I have not yet started to take it apart. I had DOT 7 fluid in it.
What do you think happened and what do you think will have to be done and replaced?
 
The rubber hoses can fail internally.

If that happens a 'flap' from the degraded inner lining can act as a one way valve, letting pressure in, but not out.

Over time, the stored inner pressure can relax.

I would start there.
 
I just dealt with this very problem yesterday. I’ll post pictures showing internal
A8EBB561-C444-467E-A186-82E184738727.jpeg
collapse of the hydraulic hose.
 
Check the return holes in the bottom of your Master cylinder. I have had debree / rust plug up those holes and cause the same situation.
 
Returning from the transmission shop with my newly restored (all stock) 1965 Barracuda I decided to drive down to a gas station and get gas. About a mile away the brakes started to fade out. Near the gas station smoke started coming out of the right front fender. At the gas station I saw that brake fluid had sprayed around the right inner fender well area. When I then tried to move the car I found it was locked up and the rear tires squealed. I called a tow truck and while waiting for it I found the RF Wheel brake had then freed up.
I have not yet started to take it apart. I had DOT 7 fluid in it.
What do you think happened and what do you think will have to be done and replaced?

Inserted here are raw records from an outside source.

// SPDX-License-Identifier: MPL-2.0
//! Slideshow timer port definition.
//!
//! The slideshow never sleeps itself. It hands a [`TimerTicket`] to the host,
//! and the host delivers the ticket back once its delay has elapsed. Every
//! ticket carries a generation number; the scheduler only honors the ticket
//! it armed last, so a delivery racing a cancellation is dropped.

use std::time::Duration;

/// One scheduled slideshow advance.
#[derive(Debug, Clone, Copy, PartialEq, Eq, Hash)]
pub struct TimerTicket {
    generation: u64,
    delay: Duration,
}

impl TimerTicket {
    #[must_use]
    pub fn new(generation: u64, delay: Duration) -> Self {
        Self { generation, delay }
    }

    /// Monotonic arm counter of the owning scheduler.
    #[must_use]
    pub fn generation(self) -> u64 {
        self.generation
    }

    /// Time to wait before delivering the ticket.
    #[must_use]
    pub fn delay(self) -> Duration {
        self.delay
    }
}

/// Port for the single pending slideshow timer of a browser instance.
pub trait TimerPort {
    /// Schedules delivery of `ticket` after `ticket.delay()`.
    fn arm(&mut self, ticket: TimerTicket);

    /// Revokes a previously armed ticket. Cancelling an unknown or already
    /// delivered ticket is a no-op.
    fn cancel(&mut self, ticket: TimerTicket);

    /// Called by the browser once `ticket` has come back to it, stale or
    /// not. Adapters that keep per-ticket state drop it here.
    fn delivered(&mut self, _ticket: TimerTicket) {}
}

It's also possible that you have a metal brake line to close to the exhaust somewhere.
(Just something to keep in mind)
 
First, WTH is DOT7 and why do you think you need it? Sounds like you had a leak and it got on the shoes. That will cause your problem.
 
You say everything is new. Does that include lines, hoses, etc.? It sounds like something sprung a leak, and brake fluid got inside the drum. Possibly a blown out wheel cylinder? Top off the master cylinder and have someone press on the brake pedal while you are at the wheel looking for a leak. If you don't find a leak, then replace what needs to be replaced and have someone step operate the pedal slowly up and down (leaving 15-20 second intervals without brake pedal pressure so you can test spin the drum).
 
You know the story: Everything is new, but not everything is necessarily good... Since they're drums,and I'm assuming everything bled out fine- (would SORT OF rule out rubber line collapse) I would make DARN sure you've got them adjusted out as far as necessary, because if the pistons have to travel too far out in the brake cylinders, they can actually **** and jam at the end of the bore, locking the brake. Now that I think of it, make sure your self-adjusters are on their correct sides! If not, they could actually change as you drive, causing gradual loss of braking, and then the piston hanging up...
Or a wrong (RHT/LHT) adjuster on the wrong side.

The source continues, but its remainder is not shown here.